Orforglipron (LY-3502970) is an oral, non-peptide, small-molecule GLP-1 receptor agonist developed as a weight loss drug by Eli Lilly and Company. It was discovered by Chugai Pharmaceutical Co., then was licensed to Lilly in 2018.

Orforglipron is easier to produce than existing peptide GLP-1 agonists and is expected to be cheaper.

Orforglipron is a small-molecule, partial GLP-1 receptor agonist affecting the activity of cyclic adenosine monophosphate (cAMP); its effects are similar to the actions of glucagon-like peptide-1 (GLP-1) for reducing food intake and lowering blood glucose levels.

The results of Phase I safety and Phase II ascending-dose clinical trials enrolling people with obesity or type 2 diabetes were published in 2023.

Orforglipron has a half-life of 29 to 49 hours across the doses tested and is taken once per day by mouth without food or water restrictions.
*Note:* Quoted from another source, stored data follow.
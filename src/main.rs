//! bzflip - Hypixel bazaar flip finder
//!
//! Refreshes the bazaar flip cache on a timer and serves it over HTTP:
//!   GET /api/bzflips           SSE backlog + live flips
//!   GET /api/bzflips/snapshot  filtered snapshot as JSON
//!   GET /health
//!
//! Environment:
//!   HYPIXEL_API_KEY        - Hypixel API key (required)
//!   PRICE_HISTORY_URL      - Price tracker base URL; product id is appended (required)
//!   BAZAAR_URL             - Bazaar endpoint (default: Hypixel v2)
//!   BIND_ADDR              - Listen address (default: 0.0.0.0:3000)
//!   CACHE_EXPIRY_SECS      - Refresh interval (default: 20)
//!   HTTP_TIMEOUT_SECS      - Upstream request deadline (default: 5)
//!   THRESHOLDS_PATH        - Per-user thresholds TOML (optional)
//!   THRESHOLDS_RELOAD_SECS - Thresholds file reload interval (default: 60)
//!   CORS_ORIGIN            - Allowed browser origin (default: http://localhost:8080)
//!   LOG_FILE               - Also append logs to this file (optional, e.g. logs/app.log)

use anyhow::{Context, Result};
use axum::{
    http::{HeaderValue, Method},
    middleware,
};
use clap::Parser;
use dotenv::dotenv;
use std::{net::SocketAddr, path::Path, path::PathBuf, sync::Arc, time::Duration};
use tokio::net::TcpListener;
use tower_http::{cors::CorsLayer, trace::TraceLayer};
use tracing::info;
use tracing_appender::non_blocking::{NonBlocking, WorkerGuard};
use tracing_subscriber::{layer::SubscriberExt, util::SubscriberInitExt};

use bzflip_backend::{
    api::{create_router, AppState},
    cache::{BazaarCache, ProcessSlot},
    config::{
        BazaarCacheConfig, FileThresholdsProvider, PipelineConfig, StaticThresholdsProvider,
        ThresholdsProvider,
    },
    flippers::BazaarFlipper,
    scrapers::{hypixel_bazaar::HYPIXEL_BAZAAR_URL, HypixelBazaarClient},
};

static BAZAAR_CACHE: ProcessSlot<BazaarCache> = ProcessSlot::new("bazaar cache");

#[derive(Parser, Debug)]
#[command(name = "bzflip")]
#[command(about = "Hypixel bazaar flip finder")]
struct Args {
    /// Hypixel API key
    #[arg(long, env = "HYPIXEL_API_KEY", hide_env_values = true)]
    api_key: String,

    /// Bazaar snapshot endpoint
    #[arg(long, env = "BAZAAR_URL", default_value = HYPIXEL_BAZAAR_URL)]
    bazaar_url: String,

    /// Price history base URL (product id is appended)
    #[arg(long, env = "PRICE_HISTORY_URL")]
    price_history_url: String,

    /// Address to serve the API on
    #[arg(long, env = "BIND_ADDR", default_value = "0.0.0.0:3000")]
    bind_addr: SocketAddr,

    /// Seconds between cache refresh cycles
    #[arg(long, env = "CACHE_EXPIRY_SECS", default_value = "20")]
    cache_expiry_secs: u64,

    /// Deadline for every upstream request, in seconds
    #[arg(long, env = "HTTP_TIMEOUT_SECS", default_value = "5")]
    http_timeout_secs: u64,

    /// Per-user thresholds file (TOML); built-in defaults when absent
    #[arg(long, env = "THRESHOLDS_PATH")]
    thresholds_path: Option<PathBuf>,

    /// Seconds between thresholds file reloads
    #[arg(long, env = "THRESHOLDS_RELOAD_SECS", default_value = "60")]
    thresholds_reload_secs: u64,

    /// Browser origin allowed by CORS
    #[arg(long, env = "CORS_ORIGIN", default_value = "http://localhost:8080")]
    cors_origin: String,

    /// Copy of the log output, appended (stdout logging stays on)
    #[arg(long, env = "LOG_FILE")]
    log_file: Option<PathBuf>,
}

#[tokio::main]
async fn main() -> Result<()> {
    load_env();
    let args = Args::parse();
    // Held until exit so buffered file lines get flushed
    let _log_guard = init_tracing(args.log_file.as_deref())?;

    info!("🚀 bzflip starting");
    info!("  Bazaar: {}", args.bazaar_url);
    info!("  Price history: {}", args.price_history_url);
    info!("  Refresh every {}s", args.cache_expiry_secs);

    let client = HypixelBazaarClient::new(
        &args.api_key,
        args.bazaar_url.clone(),
        args.price_history_url.clone(),
        Duration::from_secs(args.http_timeout_secs),
    )?;
    client
        .verify_key()
        .await
        .context("Hypixel API key check failed")?;

    let flipper = BazaarFlipper::with_price_history(Arc::new(client), PipelineConfig::default());

    let cache = BAZAAR_CACHE.install(BazaarCache::spawn(
        Arc::new(flipper),
        BazaarCacheConfig {
            expiry: Duration::from_secs(args.cache_expiry_secs.max(1)),
            ..BazaarCacheConfig::default()
        },
    ))?;

    let thresholds: Arc<dyn ThresholdsProvider> = match &args.thresholds_path {
        Some(path) => Arc::new(
            FileThresholdsProvider::load(
                path.clone(),
                Duration::from_secs(args.thresholds_reload_secs.max(1)),
            )
            .await
            .context("Failed to load thresholds file")?,
        ),
        None => {
            info!("📋 No thresholds file; every user gets the defaults");
            Arc::new(StaticThresholdsProvider(Default::default()))
        }
    };

    let cors = CorsLayer::new()
        .allow_origin(
            args.cors_origin
                .parse::<HeaderValue>()
                .context("Invalid CORS_ORIGIN")?,
        )
        .allow_methods([Method::GET]);

    let app = create_router(AppState { cache, thresholds })
        .layer(middleware::from_fn(bzflip_backend::middleware::request_logging))
        .layer(TraceLayer::new_for_http())
        .layer(cors);

    let listener = TcpListener::bind(args.bind_addr)
        .await
        .with_context(|| format!("Failed to bind {}", args.bind_addr))?;
    info!("🎯 API server listening on {}", args.bind_addr);

    axum::serve(
        listener,
        app.into_make_service_with_connect_info::<SocketAddr>(),
    )
    .await
    .context("Server error")?;

    Ok(())
}

/// Stdout logging, plus a plain-text copy in `log_file` when given
fn init_tracing(log_file: Option<&Path>) -> Result<Option<WorkerGuard>> {
    let (file_layer, guard) = match log_file {
        Some(path) => {
            let (writer, guard) = open_log_file(path)?;
            let layer = tracing_subscriber::fmt::layer()
                .with_ansi(false)
                .with_writer(writer);
            (Some(layer), Some(guard))
        }
        None => (None, None),
    };

    tracing_subscriber::registry()
        .with(
            tracing_subscriber::EnvFilter::try_from_default_env()
                .unwrap_or_else(|_| "bzflip_backend=info,bzflip=info,tower_http=info".into()),
        )
        .with(tracing_subscriber::fmt::layer())
        .with(file_layer)
        .init();

    Ok(guard)
}

fn open_log_file(path: &Path) -> Result<(NonBlocking, WorkerGuard)> {
    let dir = path
        .parent()
        .filter(|d| !d.as_os_str().is_empty())
        .unwrap_or_else(|| Path::new("."));
    let name = path
        .file_name()
        .with_context(|| format!("LOG_FILE {} has no file name", path.display()))?;

    std::fs::create_dir_all(dir)
        .with_context(|| format!("Failed to create log directory {}", dir.display()))?;
    Ok(tracing_appender::non_blocking(
        tracing_appender::rolling::never(dir, name),
    ))
}

fn load_env() {
    // Standard dotenv search (cwd + parents), then the crate root
    let _ = dotenv();

    let manifest_env = Path::new(env!("CARGO_MANIFEST_DIR")).join(".env");
    if manifest_env.exists() {
        let _ = dotenv::from_path(&manifest_env);
    }
}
Safety and dosing trials showed that the incidence of adverse events in orforglipron-treated participants was 62–89%, mostly from gastrointestinal discomfort (44–70% with orforglipron, 18% with placebo) having mild to moderate severity. The most common side effects of orforglipon are diarrhea, nausea, upset stomach, and constipation.

The ability of orforglipron to reduce blood sugar levels and body weight was judged favorable compared to dulaglutide.

In April 2025, results from a Phase III clinical trial involving 559 people with type 2 diabetes who took an oral orforglipron pill, injectable dulaglutide or a placebo daily for 40 weeks showed that orforglipron produced a reduction in blood glucose levels by 1.3 to 1.6 percentage points from a starting level of 8%.